Un vrai dialogue de sourds… 250 000 personnes vivent avec une polyarthrite rhumatoïde en France. Cette maladie chronique suppose un suivi à long terme, avec plusieurs intervenants. Mais seuls 17 % des patients estiment avoir bénéficié d’une prise en charge dite globale. C’est ce que montre un sondage Harris Poll (1) présenté au congrès de la Société Française de Rhumatologie, qui se tient au Palais des Congrès de la Porte Maillot (Paris). Un avis qui n’est pas partagé par les professionnels de santé : la moitié des rhumatologues estiment avoir proposé un suivi adapté et pluridisciplinaire.
Des attentes différentes
Le décalage n’est pas mince entre les patients et leurs soignants. Il s’apparente plus à un fossé. Outre la prise en charge, les malades n’ont pas le même ressenti concernant l’impact de la polyarthrite rhumatoïde sur le mental. « On le remarque régulièrement, confirme Sandrine Rollot, directrice adjointe de l’Association française des polyarthritiques (AFPric).
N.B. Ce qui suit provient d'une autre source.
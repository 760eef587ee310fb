use std::collections::HashSet;
use std::io;

use perfteam::soft::{SoftFacility, SoftHandle};
use perfteam::workload::{Matmul, Workload};
use perfteam::{
    ContextState, CounterHandle, Error, EventSpecifier, Facility, Measurement, SessionKind,
    SessionPhase, Team,
};

fn measurement(facility: &SoftFacility, threads: usize) -> Measurement<'_, SoftFacility> {
    Measurement::new(facility, Team::new(threads).unwrap(), EventSpecifier::default())
}

#[test]
fn default_scenario_expectation() {
    assert_eq!(Matmul::new(0, 42).expected_total(), 0);
    let n: u64 = 1024;
    assert_eq!(2 * n * n * n, 2_147_483_648);
}

#[test]
fn both_sessions_count_two_n_cubed() {
    let facility = SoftFacility::init();
    let mut m = measurement(&facility, 8);
    let matmul = Matmul::new(128, 42);

    let (parallel, serial) = m.run_pair(&matmul, 0).unwrap();
    assert_eq!(parallel.report.expected, 2 * 128 * 128 * 128);
    assert!(parallel.report.matches_expected(), "{}", parallel.report);
    assert!(serial.report.matches_expected(), "{}", serial.report);
    assert_eq!(parallel.report.label, "8 threads");
    assert_eq!(serial.report.label, "single threaded");
    assert_eq!(parallel.kind, SessionKind::Parallel);
}

#[test]
fn every_member_reports_once() {
    let facility = SoftFacility::init();
    let mut m = measurement(&facility, 4);
    let out = m.run(SessionKind::Parallel, &Matmul::new(32, 42)).unwrap();
    let ordinals: Vec<usize> = out.report.threads.iter().map(|t| t.ordinal).collect();
    assert_eq!(ordinals, vec![0, 1, 2, 3]);
    let sum: u64 = out.report.threads.iter().map(|t| t.counts.primary()).sum();
    assert_eq!(sum, out.report.total);
}

#[test]
fn serial_session_has_one_active_member() {
    let facility = SoftFacility::init();
    let mut m = measurement(&facility, 8);
    let out = m
        .run(SessionKind::Serial { ordinal: 0 }, &Matmul::new(64, 42))
        .unwrap();
    assert_eq!(out.report.active_ordinals(), vec![0]);
    assert_eq!(out.report.threads.len(), 8);
    for t in out.report.threads.iter().filter(|t| t.ordinal != 0) {
        assert_eq!(t.counts.primary(), 0);
    }
}

#[test]
fn serial_session_on_another_member() {
    let facility = SoftFacility::init();
    let mut m = measurement(&facility, 4);
    let matmul = Matmul::new(16, 7);
    let (_, serial) = m.run_pair(&matmul, 3).unwrap();
    assert_eq!(serial.kind, SessionKind::Serial { ordinal: 3 });
    assert_eq!(serial.report.active_ordinals(), vec![3]);
    assert!(serial.report.matches_expected());
}

#[test]
fn contexts_are_destroyed_and_not_reused() {
    let facility = SoftFacility::init();
    let mut m = measurement(&facility, 4);
    let matmul = Matmul::new(16, 42);

    let (parallel, serial) = m.run_pair(&matmul, 0).unwrap();
    assert_eq!(parallel.destroyed, 4);
    assert_eq!(serial.destroyed, 4);
    assert_eq!(facility.live_handles(), 0);

    let first: HashSet<_> = parallel.report.threads.iter().map(|t| t.context).collect();
    let second: HashSet<_> = serial.report.threads.iter().map(|t| t.context).collect();
    assert_eq!(first.len(), 4);
    assert_eq!(second.len(), 4);
    assert!(first.is_disjoint(&second));

    assert_eq!(m.phase(), SessionPhase::Idle);
    for ordinal in 0..4 {
        assert_eq!(m.registry().state(ordinal), ContextState::Uncreated);
    }
}

#[test]
fn zero_order_counts_nothing() {
    let facility = SoftFacility::init();
    let mut m = measurement(&facility, 2);
    let (parallel, serial) = m.run_pair(&Matmul::new(0, 42), 0).unwrap();
    assert_eq!(parallel.report.total, 0);
    assert_eq!(serial.report.total, 0);
    assert!(parallel.report.matches_expected());
    assert!(serial.report.active_ordinals().is_empty());
}

#[test]
fn single_member_team() {
    let facility = SoftFacility::init();
    let mut m = measurement(&facility, 1);
    let (parallel, serial) = m.run_pair(&Matmul::new(24, 42), 0).unwrap();
    assert!(parallel.report.matches_expected());
    assert_eq!(parallel.report.total, serial.report.total);
    assert_eq!(parallel.report.label, "1 threads");
}

#[test]
fn unknown_secondary_event_is_skipped() {
    let facility = SoftFacility::init();
    let events: EventSpecifier = "FP_OPS,NOT_AN_EVENT,KERNEL_ROWS".parse().unwrap();
    let mut m = Measurement::new(&facility, Team::new(4).unwrap(), events);
    let out = m.run(SessionKind::Parallel, &Matmul::new(16, 42)).unwrap();

    assert!(out.report.matches_expected());
    let rows: u64 = out
        .report
        .threads
        .iter()
        .map(|t| {
            assert_eq!(t.counts.get(1), None);
            t.counts.get(2).unwrap()
        })
        .sum();
    assert_eq!(rows, 16);
    assert!(out.report.to_string().contains("NOT_AN_EVENT: n/a"));
}

#[test]
fn unknown_primary_event_reads_zero() {
    let facility = SoftFacility::init();
    let events: EventSpecifier = "NOT_AN_EVENT".parse().unwrap();
    let mut m = Measurement::new(&facility, Team::new(2).unwrap(), events);
    let out = m.run(SessionKind::Parallel, &Matmul::new(8, 42)).unwrap();
    assert_eq!(out.report.total, 0);
    assert!(!out.report.matches_expected());
    assert_eq!(out.destroyed, 2);
}

#[test]
fn measurement_is_reusable() {
    let facility = SoftFacility::init();
    let mut m = measurement(&facility, 3);
    let matmul = Matmul::new(12, 42);
    for _ in 0..3 {
        let (parallel, serial) = m.run_pair(&matmul, 1).unwrap();
        assert!(parallel.report.matches_expected());
        assert!(serial.report.matches_expected());
    }
    assert_eq!(facility.live_handles(), 0);
}

/// Soft counters that break on demand: `create_handle` fails on one team
/// member, `stop` on another, `release` on every member.
#[derive(Default)]
struct FlakyFacility {
    inner: SoftFacility,
    create_fails_on: Option<usize>,
    stop_fails_on: Option<usize>,
    release_fails: bool,
}

struct FlakyHandle {
    inner: SoftHandle,
    stop_fails: bool,
    release_fails: bool,
}

impl Facility for FlakyFacility {
    type Handle = FlakyHandle;

    fn name(&self) -> &'static str {
        "flaky"
    }

    fn create_handle(&self) -> io::Result<FlakyHandle> {
        let me = rayon::current_thread_index();
        if me.is_some() && me == self.create_fails_on {
            return Err(io::Error::from_raw_os_error(libc::EMFILE));
        }
        Ok(FlakyHandle {
            inner: self.inner.create_handle()?,
            stop_fails: me.is_some() && me == self.stop_fails_on,
            release_fails: self.release_fails,
        })
    }

    fn live_handles(&self) -> usize {
        self.inner.live_handles()
    }
}

impl CounterHandle for FlakyHandle {
    fn subscribe(&mut self, event: &str) -> io::Result<()> {
        self.inner.subscribe(event)
    }

    fn start(&mut self) -> io::Result<()> {
        self.inner.start()
    }

    fn stop(&mut self) -> io::Result<Vec<u64>> {
        let counts = self.inner.stop()?;
        if self.stop_fails {
            return Err(io::Error::new(io::ErrorKind::Other, "counter state lost"));
        }
        Ok(counts)
    }

    fn release(self) -> io::Result<()> {
        self.inner.release()?;
        if self.release_fails {
            return Err(io::Error::from_raw_os_error(libc::EBADF));
        }
        Ok(())
    }
}

#[test]
fn create_failure_aborts_and_releases_everything() {
    let facility = FlakyFacility {
        create_fails_on: Some(2),
        ..FlakyFacility::default()
    };
    let mut m = Measurement::new(&facility, Team::new(4).unwrap(), EventSpecifier::default());

    match m.run(SessionKind::Parallel, &Matmul::new(16, 42)) {
        Err(Error::ContextCreate { ordinal: 2, .. }) => {}
        other => panic!("unexpected outcome {:?}", other.map(|o| o.report)),
    }
    assert_eq!(facility.live_handles(), 0);
    assert_eq!(m.phase(), SessionPhase::Idle);
    for ordinal in 0..4 {
        assert_eq!(m.registry().state(ordinal), ContextState::Uncreated);
    }
}

#[test]
fn stop_failure_aborts_and_releases_everything() {
    let facility = FlakyFacility {
        stop_fails_on: Some(1),
        ..FlakyFacility::default()
    };
    let mut m = Measurement::new(&facility, Team::new(4).unwrap(), EventSpecifier::default());

    match m.run_pair(&Matmul::new(16, 42), 0) {
        Err(Error::Stop { ordinal: 1, .. }) => {}
        other => panic!("unexpected outcome {:?}", other.map(|(a, _)| a.report)),
    }
    assert_eq!(facility.live_handles(), 0);
    assert_eq!(m.phase(), SessionPhase::Idle);
}

#[test]
fn release_failure_keeps_counts() {
    let facility = FlakyFacility {
        release_fails: true,
        ..FlakyFacility::default()
    };
    let mut m = Measurement::new(&facility, Team::new(4).unwrap(), EventSpecifier::default());
    let matmul = Matmul::new(16, 42);

    let (parallel, serial) = m.run_pair(&matmul, 2).unwrap();
    assert_eq!(parallel.report.total, matmul.expected_total());
    assert_eq!(serial.report.total, matmul.expected_total());
    assert_eq!(serial.report.active_ordinals(), vec![2]);
    assert_eq!(parallel.destroyed, 4);
    assert_eq!(serial.destroyed, 4);
    assert_eq!(facility.live_handles(), 0);
    assert_eq!(m.phase(), SessionPhase::Idle);
}

/// The documented default run: N = 1024 on a team of 8. Slow in debug
/// builds; run with `cargo test --release -- --ignored`.
#[test]
#[ignore]
fn default_scenario_counts_exactly() {
    let facility = SoftFacility::init();
    let mut m = measurement(&facility, 8);
    let matmul = Matmul::new(1024, 42);
    let (parallel, serial) = m.run_pair(&matmul, 0).unwrap();
    assert_eq!(parallel.report.total, 2_147_483_648);
    assert_eq!(serial.report.total, 2_147_483_648);
    assert_eq!(serial.report.active_ordinals(), vec![0]);
}
// Author: Dustin Pilgrim
// License: MIT

mod engine;
mod snapshot;

use crate::core::{
    config::WatchdogConfig,
    error::Error,
    state::{Phase, State},
};

/// Pure inactivity watchdog. All time comes in through events; all side
/// effects leave as actions.
#[derive(Debug, Clone)]
pub struct Watchdog {
    cfg: WatchdogConfig,
}

impl Watchdog {
    pub fn new(cfg: WatchdogConfig) -> Result<Self, Error> {
        cfg.validate().map_err(Error::InvalidConfig)?;
        Ok(Self { cfg })
    }

    pub fn config(&self) -> &WatchdogConfig {
        &self.cfg
    }

    /// When the runtime must deliver the next `Tick`, if anything is pending.
    pub fn next_deadline_ms(&self, state: &State) -> Option<u64> {
        let d = state.deadlines()?;
        match state.phase() {
            Phase::Active => Some(d.warn_at_ms),
            Phase::Warned => Some(d.logout_at_ms),
            Phase::Detached | Phase::Expired => None,
        }
    }
}
// Author: Dustin Pilgrim
// License: MIT

pub mod client;
pub mod router;
pub mod server;

use std::path::PathBuf;

pub fn runtime_dir() -> Result<PathBuf, String> {
    std::env::var_os("XDG_RUNTIME_DIR")
        .map(PathBuf::from)
        .ok_or_else(|| "XDG_RUNTIME_DIR is not set".to_string())
}

pub fn socket_path() -> Result<PathBuf, String> {
    Ok(runtime_dir()?.join("vigil").join("vigil.sock"))
}
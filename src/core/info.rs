// Author: Dustin Pilgrim
// License: MIT

use serde::Serialize;

use crate::core::{events::ActivityKind, state::Phase};

/// Snapshot returned from the daemon for `vigil info`.
///
/// - the serialized fields are the JSON contract of `vigil info --json`.
/// - `pretty_text` is CLI-facing output for `vigil info`.
#[derive(Debug, Clone, Serialize)]
pub struct InfoSnapshot {
    pub phase: Phase,
    pub installed: bool,
    pub seconds_until_warning: Option<u64>,
    pub seconds_until_logout: Option<u64>,
    pub seconds_since_activity: Option<u64>,
    pub last_activity: Option<ActivityKind>,
    pub warning_visible: bool,
    pub warnings_shown: u64,
    pub extensions: u64,

    #[serde(skip_serializing)]
    pub pretty_text: String,
}
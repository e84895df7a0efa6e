// Author: Dustin Pilgrim
// License: MIT

use tokio::sync::oneshot;

use crate::core::{
    action::NoticeId,
    events::ActivityKind,
    info::InfoSnapshot,
};

pub type Reply = oneshot::Sender<Result<String, String>>;

#[derive(Debug)]
pub enum WatchdogMsg {
    /// Raw input from an activity source; stamped by the daemon on receipt.
    Activity(ActivityKind),

    /// An action button on a shown notice was pressed.
    NoticeAction {
        id: NoticeId,
        action_key: String,
    },

    Install { reply: Reply },

    Uninstall { reply: Reply },

    Extend { reply: Reply },

    GetInfo { reply: oneshot::Sender<InfoSnapshot> },

    Stop { reply: Reply },
}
Dans une enquête, 55 % des patients estiment que ce n’est pas pris en compte alors que 95 % des rhumatologues disent s’en préoccuper. » Le problème a plusieurs sources, à commencer par les priorités de ces deux intervenants.
L’étude EPOC, présentée au congrès de la Ligue européenne contre les rhumatismes (EULAR) en juillet dernier, témoigne bien du décalage qui peut se créer. Les patients placent en priorité leur qualité de vie, quitte à faire l’impasse sur les traitements. Les médecins, eux, ne partagent pas forcément ce point de vue. « La préoccupation principale du médecin est le contrôle de la maladie, illustre Cyrielle Belle, chargée de communication à l’AFPric. Le patient se soucie plus de son bien-être au quotidien. » La prise en compte des effets indésirables peut donc varier en fonction de l’intervenant.
Parler le même langage
Si le dialogue passe mal, c’est aussi parce que les malades ont tendance à garder le silence. Cette enquête le confirme : 77 % d’entre eux sont mal à l’aise à l’idée d’évoquer leurs inquiétudes avec leur médecin. Dans quatre cas sur dix, c’est parce qu’ils craignent de passer pour des patients difficiles. Et ce alors même que professionnels et malades s’accordent à dire que la communication est correcte. « On essaie de vérifier qu’on parle le même langage, souligne Laure Gossec, rhumatologue à l’hôpital de la Pitié-Salpêtrière. On tente aussi de mieux comprendre ce que les patients attendent. » D’ailleurs, 70 % des spécialistes sont prêts à prêter une oreille plus attentive à leurs patients.
La solution pourrait venir de l’éducation thérapeutique. Depuis 2007, la Haute Autorité de Santé reconnaît son intérêt dans le suivi de la polyarthrite rhumatoïde. Ce dispositif est censé aider les patients à appréhender les clés de leur maladie, gérer les symptômes y compris par une modification de l’hygiène de vie. « C’est très utile », reconnaît Laure Gossec, qui pointe deux problèmes majeurs. « Ce n’est pas proposé partout et l’ETP est souvent séparée des soins. »
Le système n’est pas parfait. Mais il a le mérite d’exister, et de se développer. L’université Pierre et Marie Curie, à Paris, a récemment créé l’université des patients. Dirigée par Catherine Tourette-Turgis, spécialisée dans l’éducation thérapeutique, elle forme des patients experts. « J’ai formé plusieurs personnes atteintes de polyarthrite rhumatoïde. Quand ils sont formés, ils comprennent mieux la psychologie des soignants », explique-t-elle. La PR fait figure d’exemple en la matière. Il faut maintenant en tirer les leçons et élargir le dispositif aux autres maladies chroniques. Car le dialogue fait défaut dans d’autres domaines.
(1) Sondage Harris Poll pour le laboratoire Pfizer (enquête RA NarRAtive), réalisé sur Internet auprès de plus de 1 700 rhumatologues et de 3 900 personnes atteintes de polyarthrite rhumatoïde dans 15 pays, dont la France.